What this task involves: Copy the lines below that contain "TerminalEvents".

Data listing:
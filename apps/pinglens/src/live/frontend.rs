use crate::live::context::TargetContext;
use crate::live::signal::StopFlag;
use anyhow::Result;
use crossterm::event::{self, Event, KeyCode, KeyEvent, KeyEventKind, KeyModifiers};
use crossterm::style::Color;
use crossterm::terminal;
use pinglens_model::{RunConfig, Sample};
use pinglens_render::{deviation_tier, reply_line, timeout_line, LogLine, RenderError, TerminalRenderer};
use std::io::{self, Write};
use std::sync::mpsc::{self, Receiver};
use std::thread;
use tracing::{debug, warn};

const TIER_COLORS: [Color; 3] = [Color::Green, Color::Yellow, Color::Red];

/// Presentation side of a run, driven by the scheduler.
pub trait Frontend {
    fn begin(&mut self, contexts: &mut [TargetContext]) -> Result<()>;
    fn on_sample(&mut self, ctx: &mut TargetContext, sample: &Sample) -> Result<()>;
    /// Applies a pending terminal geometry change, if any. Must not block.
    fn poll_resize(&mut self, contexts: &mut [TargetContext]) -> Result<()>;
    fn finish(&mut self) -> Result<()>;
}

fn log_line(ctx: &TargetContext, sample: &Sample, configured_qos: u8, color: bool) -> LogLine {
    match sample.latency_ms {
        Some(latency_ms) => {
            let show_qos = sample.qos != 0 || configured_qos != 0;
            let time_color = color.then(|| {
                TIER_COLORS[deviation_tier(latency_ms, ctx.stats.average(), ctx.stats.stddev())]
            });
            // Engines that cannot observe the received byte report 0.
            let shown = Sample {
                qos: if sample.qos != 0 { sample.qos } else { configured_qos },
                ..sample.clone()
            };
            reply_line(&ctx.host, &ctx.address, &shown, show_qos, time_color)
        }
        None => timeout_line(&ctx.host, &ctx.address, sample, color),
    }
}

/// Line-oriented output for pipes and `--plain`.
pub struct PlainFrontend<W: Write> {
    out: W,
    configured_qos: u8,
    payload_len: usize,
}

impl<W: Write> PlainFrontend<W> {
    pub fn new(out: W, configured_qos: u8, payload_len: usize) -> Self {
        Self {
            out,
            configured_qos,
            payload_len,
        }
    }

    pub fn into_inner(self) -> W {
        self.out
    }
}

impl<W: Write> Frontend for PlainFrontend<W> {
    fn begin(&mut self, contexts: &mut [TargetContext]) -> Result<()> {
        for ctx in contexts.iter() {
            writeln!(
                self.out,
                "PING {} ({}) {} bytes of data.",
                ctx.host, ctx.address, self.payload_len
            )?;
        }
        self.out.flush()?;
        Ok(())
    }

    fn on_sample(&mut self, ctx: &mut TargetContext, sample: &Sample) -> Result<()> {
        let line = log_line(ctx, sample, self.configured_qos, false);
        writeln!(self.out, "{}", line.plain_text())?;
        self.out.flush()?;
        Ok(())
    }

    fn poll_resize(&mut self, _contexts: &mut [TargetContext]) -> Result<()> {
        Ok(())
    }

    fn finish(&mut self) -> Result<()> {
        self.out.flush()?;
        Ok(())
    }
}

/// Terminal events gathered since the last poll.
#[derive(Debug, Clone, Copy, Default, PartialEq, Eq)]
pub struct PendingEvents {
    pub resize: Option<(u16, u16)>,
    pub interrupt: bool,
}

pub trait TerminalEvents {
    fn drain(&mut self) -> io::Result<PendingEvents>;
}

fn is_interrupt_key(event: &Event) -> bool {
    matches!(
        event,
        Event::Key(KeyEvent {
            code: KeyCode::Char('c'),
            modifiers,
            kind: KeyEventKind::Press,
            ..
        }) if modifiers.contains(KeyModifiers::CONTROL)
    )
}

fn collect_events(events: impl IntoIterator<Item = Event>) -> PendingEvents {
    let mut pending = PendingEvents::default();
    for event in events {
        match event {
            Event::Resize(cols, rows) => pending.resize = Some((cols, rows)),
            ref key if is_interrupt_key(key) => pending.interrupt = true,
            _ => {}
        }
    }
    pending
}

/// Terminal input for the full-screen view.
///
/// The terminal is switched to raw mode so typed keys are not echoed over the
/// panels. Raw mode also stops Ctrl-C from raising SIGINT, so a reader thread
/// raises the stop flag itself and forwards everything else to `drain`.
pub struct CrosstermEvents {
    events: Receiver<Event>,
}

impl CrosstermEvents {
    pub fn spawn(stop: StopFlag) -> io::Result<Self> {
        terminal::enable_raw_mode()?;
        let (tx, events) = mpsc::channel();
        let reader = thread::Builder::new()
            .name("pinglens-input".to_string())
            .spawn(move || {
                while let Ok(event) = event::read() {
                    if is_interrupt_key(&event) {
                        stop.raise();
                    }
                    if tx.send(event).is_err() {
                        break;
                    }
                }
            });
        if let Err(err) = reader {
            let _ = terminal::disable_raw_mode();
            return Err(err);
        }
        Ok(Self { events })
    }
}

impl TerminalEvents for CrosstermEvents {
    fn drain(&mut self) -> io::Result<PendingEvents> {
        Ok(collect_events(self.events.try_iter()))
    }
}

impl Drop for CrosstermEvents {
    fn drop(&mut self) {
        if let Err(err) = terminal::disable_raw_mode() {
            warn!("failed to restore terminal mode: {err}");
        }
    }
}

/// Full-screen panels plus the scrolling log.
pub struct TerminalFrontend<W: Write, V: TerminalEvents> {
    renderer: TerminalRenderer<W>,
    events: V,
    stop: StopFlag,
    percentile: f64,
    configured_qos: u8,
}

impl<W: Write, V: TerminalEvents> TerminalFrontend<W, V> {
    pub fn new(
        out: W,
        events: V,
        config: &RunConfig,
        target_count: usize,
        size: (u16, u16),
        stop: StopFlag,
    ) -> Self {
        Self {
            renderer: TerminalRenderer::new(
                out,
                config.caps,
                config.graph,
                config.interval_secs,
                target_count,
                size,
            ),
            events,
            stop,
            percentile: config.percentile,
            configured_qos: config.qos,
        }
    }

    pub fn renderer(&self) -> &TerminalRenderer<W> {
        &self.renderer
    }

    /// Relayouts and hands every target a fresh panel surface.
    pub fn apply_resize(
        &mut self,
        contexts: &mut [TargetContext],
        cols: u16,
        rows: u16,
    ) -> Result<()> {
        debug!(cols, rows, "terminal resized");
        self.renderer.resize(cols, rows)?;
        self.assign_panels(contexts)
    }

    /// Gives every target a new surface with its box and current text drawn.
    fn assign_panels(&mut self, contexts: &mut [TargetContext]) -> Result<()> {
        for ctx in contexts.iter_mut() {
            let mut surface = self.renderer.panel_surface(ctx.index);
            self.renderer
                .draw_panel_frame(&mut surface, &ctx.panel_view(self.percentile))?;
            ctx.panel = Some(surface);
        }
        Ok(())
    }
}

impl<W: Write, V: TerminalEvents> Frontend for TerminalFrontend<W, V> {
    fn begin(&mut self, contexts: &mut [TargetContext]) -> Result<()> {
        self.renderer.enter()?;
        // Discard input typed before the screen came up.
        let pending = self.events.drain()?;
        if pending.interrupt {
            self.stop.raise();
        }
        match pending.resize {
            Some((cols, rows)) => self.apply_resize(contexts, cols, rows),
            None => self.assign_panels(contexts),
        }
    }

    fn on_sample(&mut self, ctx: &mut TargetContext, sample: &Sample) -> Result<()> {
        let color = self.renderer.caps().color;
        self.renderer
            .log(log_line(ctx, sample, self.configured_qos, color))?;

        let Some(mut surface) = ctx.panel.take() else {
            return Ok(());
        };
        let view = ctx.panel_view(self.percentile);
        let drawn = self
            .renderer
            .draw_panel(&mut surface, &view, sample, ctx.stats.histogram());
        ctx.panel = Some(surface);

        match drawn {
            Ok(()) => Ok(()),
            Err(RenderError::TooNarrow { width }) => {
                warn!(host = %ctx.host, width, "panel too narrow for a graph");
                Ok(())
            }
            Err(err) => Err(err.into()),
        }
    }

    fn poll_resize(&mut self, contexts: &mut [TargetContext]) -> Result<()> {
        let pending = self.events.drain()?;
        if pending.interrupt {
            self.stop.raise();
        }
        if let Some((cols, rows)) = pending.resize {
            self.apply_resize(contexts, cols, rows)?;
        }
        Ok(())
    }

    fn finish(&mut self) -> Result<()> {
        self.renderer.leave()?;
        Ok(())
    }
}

Problem solution:
pub trait TerminalEvents {
impl TerminalEvents for CrosstermEvents {
pub struct TerminalFrontend<W: Write, V: TerminalEvents> {
impl<W: Write, V: TerminalEvents> TerminalFrontend<W, V> {
impl<W: Write, V: TerminalEvents> Frontend for TerminalFrontend<W, V> {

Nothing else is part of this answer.